• Problem to work on
Looking at the listing below, retype exactly the lines starting at the one containing "pub fn advance(&mut" and ending at the one containing "speed falls into.", both included, and nothing else.

• Data for the task
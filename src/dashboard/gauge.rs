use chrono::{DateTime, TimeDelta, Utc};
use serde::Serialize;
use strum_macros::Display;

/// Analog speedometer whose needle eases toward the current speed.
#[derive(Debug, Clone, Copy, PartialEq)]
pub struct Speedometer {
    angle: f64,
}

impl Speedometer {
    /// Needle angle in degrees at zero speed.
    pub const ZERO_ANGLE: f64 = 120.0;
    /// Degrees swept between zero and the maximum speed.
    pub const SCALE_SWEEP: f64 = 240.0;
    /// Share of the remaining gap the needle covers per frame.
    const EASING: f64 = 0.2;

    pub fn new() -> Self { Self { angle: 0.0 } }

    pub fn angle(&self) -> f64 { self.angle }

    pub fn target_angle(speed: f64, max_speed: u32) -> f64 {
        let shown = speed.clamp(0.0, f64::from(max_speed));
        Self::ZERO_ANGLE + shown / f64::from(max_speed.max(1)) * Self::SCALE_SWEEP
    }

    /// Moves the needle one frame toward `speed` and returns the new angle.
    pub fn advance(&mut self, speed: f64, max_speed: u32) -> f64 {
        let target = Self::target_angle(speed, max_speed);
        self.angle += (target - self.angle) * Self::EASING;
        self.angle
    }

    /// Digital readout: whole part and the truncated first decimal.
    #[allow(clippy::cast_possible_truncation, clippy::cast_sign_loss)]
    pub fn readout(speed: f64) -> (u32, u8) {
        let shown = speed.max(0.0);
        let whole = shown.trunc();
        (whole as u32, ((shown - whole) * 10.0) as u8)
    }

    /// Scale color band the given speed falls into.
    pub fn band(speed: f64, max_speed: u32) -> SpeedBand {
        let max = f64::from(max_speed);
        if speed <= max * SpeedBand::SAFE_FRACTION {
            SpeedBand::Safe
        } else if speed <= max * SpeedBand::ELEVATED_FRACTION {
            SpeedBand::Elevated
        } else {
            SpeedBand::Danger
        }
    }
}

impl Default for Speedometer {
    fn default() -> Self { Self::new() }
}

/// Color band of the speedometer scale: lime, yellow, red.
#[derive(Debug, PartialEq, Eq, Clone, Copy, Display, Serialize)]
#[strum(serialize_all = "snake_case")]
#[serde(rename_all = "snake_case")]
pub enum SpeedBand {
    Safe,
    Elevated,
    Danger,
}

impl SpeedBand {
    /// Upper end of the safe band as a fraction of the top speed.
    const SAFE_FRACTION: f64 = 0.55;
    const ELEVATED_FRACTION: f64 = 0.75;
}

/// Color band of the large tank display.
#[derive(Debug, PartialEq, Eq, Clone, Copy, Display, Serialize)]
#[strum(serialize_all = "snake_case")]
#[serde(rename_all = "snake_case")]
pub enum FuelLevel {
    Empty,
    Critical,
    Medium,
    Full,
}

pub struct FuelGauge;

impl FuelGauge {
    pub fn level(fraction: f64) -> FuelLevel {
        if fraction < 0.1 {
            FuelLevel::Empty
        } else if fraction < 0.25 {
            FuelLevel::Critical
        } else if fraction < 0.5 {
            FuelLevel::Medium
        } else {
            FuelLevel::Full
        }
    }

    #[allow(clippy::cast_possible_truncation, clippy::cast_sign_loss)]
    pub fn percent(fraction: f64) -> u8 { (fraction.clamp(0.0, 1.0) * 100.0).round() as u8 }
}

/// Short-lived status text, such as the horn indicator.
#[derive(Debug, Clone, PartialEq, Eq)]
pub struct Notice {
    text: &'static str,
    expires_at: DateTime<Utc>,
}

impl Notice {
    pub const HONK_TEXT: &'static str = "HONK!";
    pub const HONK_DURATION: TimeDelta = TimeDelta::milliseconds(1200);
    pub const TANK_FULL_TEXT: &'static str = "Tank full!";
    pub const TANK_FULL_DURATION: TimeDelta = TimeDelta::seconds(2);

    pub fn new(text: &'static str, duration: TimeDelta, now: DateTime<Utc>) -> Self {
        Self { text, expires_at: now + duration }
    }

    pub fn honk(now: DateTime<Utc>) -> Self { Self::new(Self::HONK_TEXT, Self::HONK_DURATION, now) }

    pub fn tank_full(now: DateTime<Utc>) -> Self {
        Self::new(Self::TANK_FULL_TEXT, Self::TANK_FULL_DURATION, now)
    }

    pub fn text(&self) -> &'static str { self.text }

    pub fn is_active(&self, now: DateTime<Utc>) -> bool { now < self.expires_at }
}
---
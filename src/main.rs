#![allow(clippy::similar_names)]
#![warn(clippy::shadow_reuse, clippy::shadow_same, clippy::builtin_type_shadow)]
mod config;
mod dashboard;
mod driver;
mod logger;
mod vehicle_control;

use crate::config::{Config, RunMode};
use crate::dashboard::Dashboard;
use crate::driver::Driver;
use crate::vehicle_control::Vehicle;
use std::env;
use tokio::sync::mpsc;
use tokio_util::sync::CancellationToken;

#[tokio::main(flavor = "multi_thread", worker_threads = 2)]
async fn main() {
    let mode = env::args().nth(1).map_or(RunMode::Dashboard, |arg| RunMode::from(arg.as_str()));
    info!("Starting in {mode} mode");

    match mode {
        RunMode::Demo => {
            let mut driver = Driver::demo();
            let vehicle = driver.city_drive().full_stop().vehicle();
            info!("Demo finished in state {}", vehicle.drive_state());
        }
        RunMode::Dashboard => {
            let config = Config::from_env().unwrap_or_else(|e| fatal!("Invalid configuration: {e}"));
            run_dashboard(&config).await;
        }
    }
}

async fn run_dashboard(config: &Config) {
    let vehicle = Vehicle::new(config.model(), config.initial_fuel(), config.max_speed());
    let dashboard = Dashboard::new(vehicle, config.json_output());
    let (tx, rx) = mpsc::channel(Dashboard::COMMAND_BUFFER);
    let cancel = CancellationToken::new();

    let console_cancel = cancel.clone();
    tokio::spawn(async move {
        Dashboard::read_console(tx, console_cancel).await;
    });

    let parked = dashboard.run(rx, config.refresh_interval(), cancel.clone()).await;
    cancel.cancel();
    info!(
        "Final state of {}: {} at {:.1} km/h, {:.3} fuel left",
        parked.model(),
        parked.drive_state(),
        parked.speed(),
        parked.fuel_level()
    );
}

• Your response
    pub fn advance(&mut self, speed: f64, max_speed: u32) -> f64 {
        let target = Self::target_angle(speed, max_speed);
        self.angle += (target - self.angle) * Self::EASING;
        self.angle
    }

    /// Digital readout: whole part and the truncated first decimal.
    #[allow(clippy::cast_possible_truncation, clippy::cast_sign_loss)]
    pub fn readout(speed: f64) -> (u32, u8) {
        let shown = speed.max(0.0);
        let whole = shown.trunc();
        (whole as u32, ((shown - whole) * 10.0) as u8)
    }

    /// Scale color band the given speed falls into.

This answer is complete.